During the breeding season, this opportunistic species will take advantage of vacant holes and burrows left by mammals such as jackals and aardvarks. Vacant burrows by shorelines are preferred to build nests and brood in. Both Cape Shelduck parents take part in raising the young. Just days after hatching, ducklings are taken to the water where they, and ducklings from other broods, are cared for by a few adults. After the breeding season, Cape Shelducks make their way to deeper bodies of water to molt in large concentrations.
CAPE SHELDUCK. We drove to a farm about an hour from camp, on the way in passing small, circular, grass-roofed huts, the staring women and girls that had painted their smiling faces rouge-like with reddish soil, a common practice throughout Zululand, we learned. From a distant hilltop, we carefully glassed waterbodies until locating pairs of cape shelducks. Certainly, they can be shot over decoys, but during South Africa’s winter months, those cape shelducks that respond to decoys are occasionally single adults that haven’t pair-bonded or have lost their mates, but usually immature or otherwise non-breeding birds.
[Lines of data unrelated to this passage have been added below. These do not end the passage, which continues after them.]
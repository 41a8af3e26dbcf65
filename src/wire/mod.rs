// SPDX-FileCopyrightText: 2026 ArcheBase
//
// SPDX-License-Identifier: MulanPSL-2.0

//! Wire-format primitives.
//!
//! The lowest layer of the codec engine: varint/zigzag/fixed integer
//! codecs and tag assembly. Everything above (scalar codecs, message,
//! repeated and map codecs) is built from these.
//!
//! A tag is `(field_number << 3) | wire_type`, encoded as a varint. The
//! wire type tells a decoder the shape of the payload that follows, so
//! unknown fields can be skipped without schema knowledge.

pub mod fixed;
pub mod varint;

use crate::core::{CodecError, Result};

/// Largest field number representable in a tag (2^29 - 1).
pub const MAX_FIELD_NUMBER: u32 = (1 << 29) - 1;

/// Payload shape carried in the low three bits of a tag.
#[derive(Debug, Clone, Copy, PartialEq, Eq, Hash)]
#[repr(u8)]
pub enum WireType {
    /// Base-128 varint payload
    Varint = 0,
    /// 8-byte little-endian payload
    Fixed64 = 1,
    /// Varint length prefix followed by that many bytes
    LengthDelimited = 2,
    /// Legacy group start; accepted on decode as length-delimited, never emitted
    StartGroup = 3,
    /// Legacy group end; accepted on decode as length-delimited, never emitted
    EndGroup = 4,
    /// 4-byte little-endian payload
    Fixed32 = 5,
}

impl WireType {
    /// Parse a wire type from the low three bits of a tag.
    ///
    /// Values 6 and 7 are not assigned by the format and make the tag
    /// malformed.
    pub fn from_value(value: u8) -> Result<Self> {
        match value {
            0 => Ok(WireType::Varint),
            1 => Ok(WireType::Fixed64),
            2 => Ok(WireType::LengthDelimited),
            3 => Ok(WireType::StartGroup),
            4 => Ok(WireType::EndGroup),
            5 => Ok(WireType::Fixed32),
            _ => Err(CodecError::malformed_tag(
                u64::from(value),
                format!("unknown wire type {value}"),
            )),
        }
    }
}

/// Assemble the raw tag value for a field number and wire type.
#[inline]
pub fn make_tag(number: u32, wire: WireType) -> u64 {
    (u64::from(number) << 3) | u64::from(wire as u8)
}

/// Byte length of an encoded tag.
#[inline]
pub fn size_of_tag(number: u32, wire: WireType) -> usize {
    varint::size_of_varint(make_tag(number, wire))
}

/// Append an encoded tag to the output buffer.
pub fn append_tag(buf: &mut Vec<u8>, number: u32, wire: WireType) {
    varint::append_varint(buf, make_tag(number, wire));
}

/// Decode a tag from the front of `buf`.
///
/// Returns the field number, wire type, and bytes consumed. A field
/// number of zero or above [`MAX_FIELD_NUMBER`] is malformed, as is a
/// wire type of 6 or 7.
pub fn decode_tag(buf: &[u8]) -> Result<(u32, WireType, usize)> {
    let (tag, consumed) = varint::decode_varint(buf)?;
    let number = tag >> 3;
    if number == 0 {
        return Err(CodecError::malformed_tag(tag, "field number 0"));
    }
    if number > u64::from(MAX_FIELD_NUMBER) {
        return Err(CodecError::malformed_tag(
            tag,
            format!("field number {number} out of range"),
        ));
    }
    let wire = WireType::from_value((tag & 0x7) as u8)?;
    Ok((number as u32, wire, consumed))
}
Special permits are required to hunt Cape Shelducks during the winter months because they are winter breeders. We orchestrated a stalk, stepping over an earthen levee to jump them. Wing markings are similar to other non-provincially placed species within the shelduck-sheldgoose taxonomic family: bright white upper wing coverts, flashy, metallic green secondaries and striking underwing coverts that contrast with their body color while in flight. At a glance, they look similar to Egyptian geese in flight, which are also in the same taxonomic family of waterfowl, but lack the conspicuous red spots around the eyes and in the center of their chest that distinguish Egyptian geese. Predominantly rusty-orange, cape shelducks or South Africa Shelducks resemble the Ruddy Shelduck of Eurasia, but especially for head coloration – cape shelduck drakes have solid slate-gray heads and necks, hens have white facial patches with slate-gray necks. Interesting factoid, cape shelducks are ground nesters, usually building their nests in abandoned aardvark burrows.